С другим - это значит то, что со мной, Но - с другим.
И я давно победил эту боль, Ушел и махнул рукой:
С другой... это значит то, что с тобой, Но - с другой.
"Помни меня! Я тебе никогда не чужая.
Помни меня, не забудь меня! Слышишь? Не за..."
(П.Антокольский)
У деда с внуком были свои разговоры, часто повторяющиеся. Внук был мал, а у деда не так уж много было прекрасных воспоминаний, а разговоры чаще всего строились именно на них, на дедовых воспоминаниях...
Ну вот, был у них, среди других, разговор о фазанах, точнее, о павлинах.
Оказывается, у маленького деда дома жили настоящие павлины.
Просто так. Да, просто так. Две пары павлинов, этих прекрасных птиц. Они ходили по двору между курами, утками и гусями.
Появились они у них потому, что мама деда взяла павлиньи яйца у жены их сельского врача Картавы, у которого павлины жили давно -откуда-то врач привез их.

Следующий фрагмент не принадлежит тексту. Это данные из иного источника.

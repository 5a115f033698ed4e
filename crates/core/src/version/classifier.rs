//! Pre-release classifier: the closed, totally-ordered set of pre-release
//! "stages" a version can sit at before it is final.

use crate::error::VersionError;
use crate::version::numeric::PreReleaseNumber;

/// A single step in the pre-release hierarchy, ascending in precedence.
///
/// `Snapshot` is special: it never takes a number, and it outranks every
/// other classifier (it sits immediately below the final version of the
/// same core).
#[derive(Debug, Clone, Copy, PartialEq, Eq, Hash)]
pub enum PreReleaseClassifier {
    Dev,
    Milestone,
    Alpha,
    Beta,
    ReleaseCandidate,
    Snapshot,
}

use PreReleaseClassifier::*;

const ALL: [PreReleaseClassifier; 6] = [Dev, Milestone, Alpha, Beta, ReleaseCandidate, Snapshot];

impl PreReleaseClassifier {
    /// Total precedence order, ascending.
    pub fn rank(self) -> u8 {
        match self {
            Dev => 0,
            Milestone => 1,
            Alpha => 2,
            Beta => 3,
            ReleaseCandidate => 4,
            Snapshot => 5,
        }
    }

    /// Whether this classifier requires a pre-release number. Every
    /// classifier except `Snapshot` is versioned.
    pub fn is_versioned(self) -> bool {
        !matches!(self, Snapshot)
    }

    /// Case-insensitive aliases, canonical rendering first.
    pub fn aliases(self) -> &'static [&'static str] {
        match self {
            Dev => &["dev"],
            Milestone => &["milestone", "m"],
            Alpha => &["alpha", "a"],
            Beta => &["beta", "b"],
            ReleaseCandidate => &["rc", "cr"],
            Snapshot => &["SNAPSHOT", "snapshot"],
        }
    }

    /// The canonical rendering: the first alias.
    pub fn canonical(self) -> &'static str {
        self.aliases()[0]
    }

    /// Resolve a case-insensitive alias to its classifier.
    pub fn from_alias(s: &str) -> Option<PreReleaseClassifier> {
        ALL.into_iter()
            .find(|c| c.aliases().iter().any(|a| a.eq_ignore_ascii_case(s)))
    }
}

impl PartialOrd for PreReleaseClassifier {
    fn partial_cmp(&self, other: &Self) -> Option<std::cmp::Ordering> {
        Some(self.cmp(other))
    }
}

impl Ord for PreReleaseClassifier {
    fn cmp(&self, other: &Self) -> std::cmp::Ordering {
        self.rank().cmp(&other.rank())
    }
}

impl std::fmt::Display for PreReleaseClassifier {
    fn fmt(&self, f: &mut std::fmt::Formatter<'_>) -> std::fmt::Result {
        write!(f, "{}", self.canonical())
    }
}

/// A classifier paired with its (optionally absent) number, with the
/// versioned/unversioned invariant enforced at construction.
#[derive(Debug, Clone, Copy, PartialEq, Eq, Hash)]
pub struct PreRelease {
    classifier: PreReleaseClassifier,
    number: Option<PreReleaseNumber>,
}

impl PreRelease {
    /// Smart constructor enforcing `classifier.is_versioned() == number.is_some()`.
    pub fn new(
        classifier: PreReleaseClassifier,
        number: Option<PreReleaseNumber>,
    ) -> Result<Self, VersionError> {
        match (classifier.is_versioned(), number) {
            (true, None) => Err(VersionError::MissingPreReleaseNumber(classifier)),
            (false, Some(_)) => Err(VersionError::UnexpectedPreReleaseNumber(classifier)),
            (_, number) => Ok(Self { classifier, number }),
        }
    }

    /// The one unversioned classifier, total (never fails).
    pub fn snapshot() -> Self {
        Self {
            classifier: Snapshot,
            number: None,
        }
    }

    pub fn classifier(&self) -> PreReleaseClassifier {
        self.classifier
    }

    pub fn number(&self) -> Option<u32> {
        self.number.map(PreReleaseNumber::value)
    }
}

impl PartialOrd for PreRelease {
    fn partial_cmp(&self, other: &Self) -> Option<std::cmp::Ordering> {
        Some(self.cmp(other))
    }
}

impl Ord for PreRelease {
    fn cmp(&self, other: &Self) -> std::cmp::Ordering {
        self.classifier
            .cmp(&other.classifier)
            .then_with(|| self.number.cmp(&other.number))
    }
}

impl std::fmt::Display for PreRelease {
    fn fmt(&self, f: &mut std::fmt::Formatter<'_>) -> std::fmt::Result {
        write!(f, "{}", self.classifier.canonical())?;
        if let Some(n) = self.number {
            write!(f, ".{}", n)?;
        }
        Ok(())
    }
}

- Дед! А вы их потом тоже жарили, как кур?
- Павлинов? Павлинов жарить?? Ну, ты даешь! - ошалело кричал дед. - Да они же для красоты! Это же жар-птицы, понимаешь?
- Жар-птицы?? - потрясался внук.
- Ну. Жар-птицы. А ты - жарить...
Смущенный внук умолкал. А после рассказывал своим друзьям, что У ЕГО ДЕДА, КОГДА ОН БЫЛ МАЛЕНЬКИМ, ВО ДВОРЕ ЖИЛИ НАСТОЯЩИЕ ЖАР-ПТИЦЫ. ПРОСТО ТАК. ДЛЯ КРАСОТЫ.
Однажды кто-то зашел к ним домой с мандолиной. И дед запросто стал играть на ней. Играл и подпевал: "Где эта улица, где этот дом?", "Раскинулось море широко...", "Песню про Щорса" на украинском, "Аз дэр рэбэ Эле-мэйлах..." ("Когда учитель Эле-король...") на еврейском.
Он огорчился, когда пришлось вернуть мандолину хозяину. Они все искали ее тогда в магазинах, но мандолин не было. И потом не раз искали, а их все не было, да и дед вроде забыл о ней.
Однако, вспоминая друзей своей юности, он вспоминал и свою мандолину.
У них, почти у всех ребят, был какой-нибудь инструмент, и каждый подбирал разные песенки.